[Start of Attachment]
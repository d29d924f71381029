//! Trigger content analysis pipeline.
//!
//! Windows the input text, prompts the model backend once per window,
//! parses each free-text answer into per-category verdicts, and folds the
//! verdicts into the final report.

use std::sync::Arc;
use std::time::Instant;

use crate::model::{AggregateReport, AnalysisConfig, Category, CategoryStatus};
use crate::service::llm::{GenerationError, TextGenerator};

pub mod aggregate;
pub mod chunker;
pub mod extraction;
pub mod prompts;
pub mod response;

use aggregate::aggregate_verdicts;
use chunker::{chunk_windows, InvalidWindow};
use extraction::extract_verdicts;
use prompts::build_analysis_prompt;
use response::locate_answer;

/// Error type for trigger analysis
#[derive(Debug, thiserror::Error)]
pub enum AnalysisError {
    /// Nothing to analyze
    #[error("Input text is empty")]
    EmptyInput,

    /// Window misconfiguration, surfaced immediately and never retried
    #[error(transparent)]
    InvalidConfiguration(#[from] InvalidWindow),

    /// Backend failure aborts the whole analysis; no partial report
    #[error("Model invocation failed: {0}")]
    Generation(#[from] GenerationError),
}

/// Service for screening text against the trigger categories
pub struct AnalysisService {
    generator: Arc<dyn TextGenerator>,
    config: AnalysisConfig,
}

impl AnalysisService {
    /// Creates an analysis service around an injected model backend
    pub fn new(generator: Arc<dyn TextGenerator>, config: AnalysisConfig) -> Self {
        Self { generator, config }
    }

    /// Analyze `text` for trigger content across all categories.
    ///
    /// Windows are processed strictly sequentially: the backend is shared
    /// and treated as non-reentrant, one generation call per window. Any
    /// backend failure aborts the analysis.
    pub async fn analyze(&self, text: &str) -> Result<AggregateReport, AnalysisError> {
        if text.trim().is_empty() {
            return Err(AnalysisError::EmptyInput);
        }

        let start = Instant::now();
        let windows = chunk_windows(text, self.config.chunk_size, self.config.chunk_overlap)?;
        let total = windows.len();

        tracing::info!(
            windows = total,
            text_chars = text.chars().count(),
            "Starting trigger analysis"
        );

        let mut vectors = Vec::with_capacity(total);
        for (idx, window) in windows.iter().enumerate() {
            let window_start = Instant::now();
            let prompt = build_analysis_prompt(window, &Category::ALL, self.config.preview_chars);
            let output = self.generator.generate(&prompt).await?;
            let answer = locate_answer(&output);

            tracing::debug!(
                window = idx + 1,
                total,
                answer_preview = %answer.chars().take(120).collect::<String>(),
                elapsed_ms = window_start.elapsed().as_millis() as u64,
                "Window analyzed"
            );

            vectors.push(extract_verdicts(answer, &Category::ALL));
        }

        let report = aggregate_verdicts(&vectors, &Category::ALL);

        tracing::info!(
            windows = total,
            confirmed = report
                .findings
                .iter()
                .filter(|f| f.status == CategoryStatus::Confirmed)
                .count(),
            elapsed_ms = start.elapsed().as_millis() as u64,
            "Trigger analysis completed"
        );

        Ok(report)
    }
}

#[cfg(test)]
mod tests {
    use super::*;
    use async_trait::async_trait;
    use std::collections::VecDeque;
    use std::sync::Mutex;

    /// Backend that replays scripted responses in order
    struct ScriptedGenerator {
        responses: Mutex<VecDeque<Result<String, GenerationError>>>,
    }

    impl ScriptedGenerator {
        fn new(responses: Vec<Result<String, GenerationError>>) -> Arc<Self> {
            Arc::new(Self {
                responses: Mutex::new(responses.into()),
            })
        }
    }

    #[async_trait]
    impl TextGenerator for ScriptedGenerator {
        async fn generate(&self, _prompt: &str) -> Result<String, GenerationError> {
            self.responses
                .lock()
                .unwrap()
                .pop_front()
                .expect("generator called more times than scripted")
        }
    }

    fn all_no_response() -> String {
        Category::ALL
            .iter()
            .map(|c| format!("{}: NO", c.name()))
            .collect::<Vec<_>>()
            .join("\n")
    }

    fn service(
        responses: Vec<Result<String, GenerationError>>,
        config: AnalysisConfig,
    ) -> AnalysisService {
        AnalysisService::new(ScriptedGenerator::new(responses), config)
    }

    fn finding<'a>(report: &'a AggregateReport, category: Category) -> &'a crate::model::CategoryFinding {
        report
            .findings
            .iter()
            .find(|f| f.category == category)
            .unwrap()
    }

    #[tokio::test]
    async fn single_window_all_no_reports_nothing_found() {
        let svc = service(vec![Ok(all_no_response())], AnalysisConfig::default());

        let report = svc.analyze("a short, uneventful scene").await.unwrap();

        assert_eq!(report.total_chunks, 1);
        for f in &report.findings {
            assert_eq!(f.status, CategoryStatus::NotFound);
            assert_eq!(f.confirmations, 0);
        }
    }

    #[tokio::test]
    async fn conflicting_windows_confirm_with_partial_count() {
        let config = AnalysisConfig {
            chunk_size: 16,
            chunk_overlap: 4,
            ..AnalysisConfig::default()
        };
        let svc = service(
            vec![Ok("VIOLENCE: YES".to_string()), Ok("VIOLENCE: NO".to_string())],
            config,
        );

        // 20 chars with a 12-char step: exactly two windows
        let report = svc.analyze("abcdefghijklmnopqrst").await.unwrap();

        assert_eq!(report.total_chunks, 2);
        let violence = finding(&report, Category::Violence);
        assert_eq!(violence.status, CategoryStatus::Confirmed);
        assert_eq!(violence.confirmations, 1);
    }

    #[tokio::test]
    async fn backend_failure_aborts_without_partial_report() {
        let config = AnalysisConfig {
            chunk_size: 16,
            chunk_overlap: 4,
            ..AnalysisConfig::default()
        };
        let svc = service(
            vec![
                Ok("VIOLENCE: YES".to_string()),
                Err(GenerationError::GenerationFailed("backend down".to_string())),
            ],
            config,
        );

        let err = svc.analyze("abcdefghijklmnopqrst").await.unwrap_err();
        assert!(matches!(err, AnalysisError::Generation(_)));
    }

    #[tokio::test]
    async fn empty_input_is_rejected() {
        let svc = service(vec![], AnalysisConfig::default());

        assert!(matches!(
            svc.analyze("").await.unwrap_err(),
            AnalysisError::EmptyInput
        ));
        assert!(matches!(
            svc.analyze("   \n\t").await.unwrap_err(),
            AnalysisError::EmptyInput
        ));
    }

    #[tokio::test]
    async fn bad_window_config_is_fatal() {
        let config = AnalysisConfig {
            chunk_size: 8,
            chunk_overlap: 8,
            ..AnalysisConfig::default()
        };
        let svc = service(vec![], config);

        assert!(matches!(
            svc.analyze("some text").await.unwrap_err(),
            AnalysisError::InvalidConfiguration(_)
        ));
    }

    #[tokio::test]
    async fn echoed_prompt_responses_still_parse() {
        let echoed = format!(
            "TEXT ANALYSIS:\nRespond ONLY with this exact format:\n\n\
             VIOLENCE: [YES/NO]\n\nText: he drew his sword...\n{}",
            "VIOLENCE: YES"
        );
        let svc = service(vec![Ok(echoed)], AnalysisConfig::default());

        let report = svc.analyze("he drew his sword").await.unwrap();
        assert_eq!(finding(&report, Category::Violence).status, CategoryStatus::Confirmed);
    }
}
[End of Attachment]
Copy the listing in full. Match it word for word.

→ Result:
repository d29d924f71381029
//! Trigger content analysis pipeline.
//!
//! Windows the input text, prompts the model backend once per window,
//! parses each free-text answer into per-category verdicts, and folds the
//! verdicts into the final report.

use std::sync::Arc;
use std::time::Instant;

use crate::model::{AggregateReport, AnalysisConfig, Category, CategoryStatus};
use crate::service::llm::{GenerationError, TextGenerator};

pub mod aggregate;
pub mod chunker;
pub mod extraction;
pub mod prompts;
pub mod response;

use aggregate::aggregate_verdicts;
use chunker::{chunk_windows, InvalidWindow};
use extraction::extract_verdicts;
use prompts::build_analysis_prompt;
use response::locate_answer;

/// Error type for trigger analysis
#[derive(Debug, thiserror::Error)]
pub enum AnalysisError {
    /// Nothing to analyze
    #[error("Input text is empty")]
    EmptyInput,

    /// Window misconfiguration, surfaced immediately and never retried
    #[error(transparent)]
    InvalidConfiguration(#[from] InvalidWindow),

    /// Backend failure aborts the whole analysis; no partial report
    #[error("Model invocation failed: {0}")]
    Generation(#[from] GenerationError),
}

/// Service for screening text against the trigger categories
pub struct AnalysisService {
    generator: Arc<dyn TextGenerator>,
    config: AnalysisConfig,
}

impl AnalysisService {
    /// Creates an analysis service around an injected model backend
    pub fn new(generator: Arc<dyn TextGenerator>, config: AnalysisConfig) -> Self {
        Self { generator, config }
    }

    /// Analyze `text` for trigger content across all categories.
    ///
    /// Windows are processed strictly sequentially: the backend is shared
    /// and treated as non-reentrant, one generation call per window. Any
    /// backend failure aborts the analysis.
    pub async fn analyze(&self, text: &str) -> Result<AggregateReport, AnalysisError> {
        if text.trim().is_empty() {
            return Err(AnalysisError::EmptyInput);
        }

        let start = Instant::now();
        let windows = chunk_windows(text, self.config.chunk_size, self.config.chunk_overlap)?;
        let total = windows.len();

        tracing::info!(
            windows = total,
            text_chars = text.chars().count(),
            "Starting trigger analysis"
        );

        let mut vectors = Vec::with_capacity(total);
        for (idx, window) in windows.iter().enumerate() {
            let window_start = Instant::now();
            let prompt = build_analysis_prompt(window, &Category::ALL, self.config.preview_chars);
            let output = self.generator.generate(&prompt).await?;
            let answer = locate_answer(&output);

            tracing::debug!(
                window = idx + 1,
                total,
                answer_preview = %answer.chars().take(120).collect::<String>(),
                elapsed_ms = window_start.elapsed().as_millis() as u64,
                "Window analyzed"
            );

            vectors.push(extract_verdicts(answer, &Category::ALL));
        }

        let report = aggregate_verdicts(&vectors, &Category::ALL);

        tracing::info!(
            windows = total,
            confirmed = report
                .findings
                .iter()
                .filter(|f| f.status == CategoryStatus::Confirmed)
                .count(),
            elapsed_ms = start.elapsed().as_millis() as u64,
            "Trigger analysis completed"
        );

        Ok(report)
    }
}

#[cfg(test)]
mod tests {
    use super::*;
    use async_trait::async_trait;
    use std::collections::VecDeque;
    use std::sync::Mutex;

    /// Backend that replays scripted responses in order
    struct ScriptedGenerator {
        responses: Mutex<VecDeque<Result<String, GenerationError>>>,
    }

    impl ScriptedGenerator {
        fn new(responses: Vec<Result<String, GenerationError>>) -> Arc<Self> {
            Arc::new(Self {
                responses: Mutex::new(responses.into()),
            })
        }
    }

    #[async_trait]
    impl TextGenerator for ScriptedGenerator {
        async fn generate(&self, _prompt: &str) -> Result<String, GenerationError> {
            self.responses
                .lock()
                .unwrap()
                .pop_front()
                .expect("generator called more times than scripted")
        }
    }

    fn all_no_response() -> String {
        Category::ALL
            .iter()
            .map(|c| format!("{}: NO", c.name()))
            .collect::<Vec<_>>()
            .join("\n")
    }

    fn service(
        responses: Vec<Result<String, GenerationError>>,
        config: AnalysisConfig,
    ) -> AnalysisService {
        AnalysisService::new(ScriptedGenerator::new(responses), config)
    }

    fn finding<'a>(report: &'a AggregateReport, category: Category) -> &'a crate::model::CategoryFinding {
        report
            .findings
            .iter()
            .find(|f| f.category == category)
            .unwrap()
    }

    #[tokio::test]
    async fn single_window_all_no_reports_nothing_found() {
        let svc = service(vec![Ok(all_no_response())], AnalysisConfig::default());

        let report = svc.analyze("a short, uneventful scene").await.unwrap();

        assert_eq!(report.total_chunks, 1);
        for f in &report.findings {
            assert_eq!(f.status, CategoryStatus::NotFound);
            assert_eq!(f.confirmations, 0);
        }
    }

    #[tokio::test]
    async fn conflicting_windows_confirm_with_partial_count() {
        let config = AnalysisConfig {
            chunk_size: 16,
            chunk_overlap: 4,
            ..AnalysisConfig::default()
        };
        let svc = service(
            vec![Ok("VIOLENCE: YES".to_string()), Ok("VIOLENCE: NO".to_string())],
            config,
        );

        // 20 chars with a 12-char step: exactly two windows
        let report = svc.analyze("abcdefghijklmnopqrst").await.unwrap();

        assert_eq!(report.total_chunks, 2);
        let violence = finding(&report, Category::Violence);
        assert_eq!(violence.status, CategoryStatus::Confirmed);
        assert_eq!(violence.confirmations, 1);
    }

    #[tokio::test]
    async fn backend_failure_aborts_without_partial_report() {
        let config = AnalysisConfig {
            chunk_size: 16,
            chunk_overlap: 4,
            ..AnalysisConfig::default()
        };
        let svc = service(
            vec![
                Ok("VIOLENCE: YES".to_string()),
                Err(GenerationError::GenerationFailed("backend down".to_string())),
            ],
            config,
        );

        let err = svc.analyze("abcdefghijklmnopqrst").await.unwrap_err();
        assert!(matches!(err, AnalysisError::Generation(_)));
    }

    #[tokio::test]
    async fn empty_input_is_rejected() {
        let svc = service(vec![], AnalysisConfig::default());

        assert!(matches!(
            svc.analyze("").await.unwrap_err(),
            AnalysisError::EmptyInput
        ));
        assert!(matches!(
            svc.analyze("   \n\t").await.unwrap_err(),
            AnalysisError::EmptyInput
        ));
    }

    #[tokio::test]
    async fn bad_window_config_is_fatal() {
        let config = AnalysisConfig {
            chunk_size: 8,
            chunk_overlap: 8,
            ..AnalysisConfig::default()
        };
        let svc = service(vec![], config);

        assert!(matches!(
            svc.analyze("some text").await.unwrap_err(),
            AnalysisError::InvalidConfiguration(_)
        ));
    }

    #[tokio::test]
    async fn echoed_prompt_responses_still_parse() {
        let echoed = format!(
            "TEXT ANALYSIS:\nRespond ONLY with this exact format:\n\n\
             VIOLENCE: [YES/NO]\n\nText: he drew his sword...\n{}",
            "VIOLENCE: YES"
        );
        let svc = service(vec![Ok(echoed)], AnalysisConfig::default());

        let report = svc.analyze("he drew his sword").await.unwrap();
        assert_eq!(finding(&report, Category::Violence).status, CategoryStatus::Confirmed);
    }
}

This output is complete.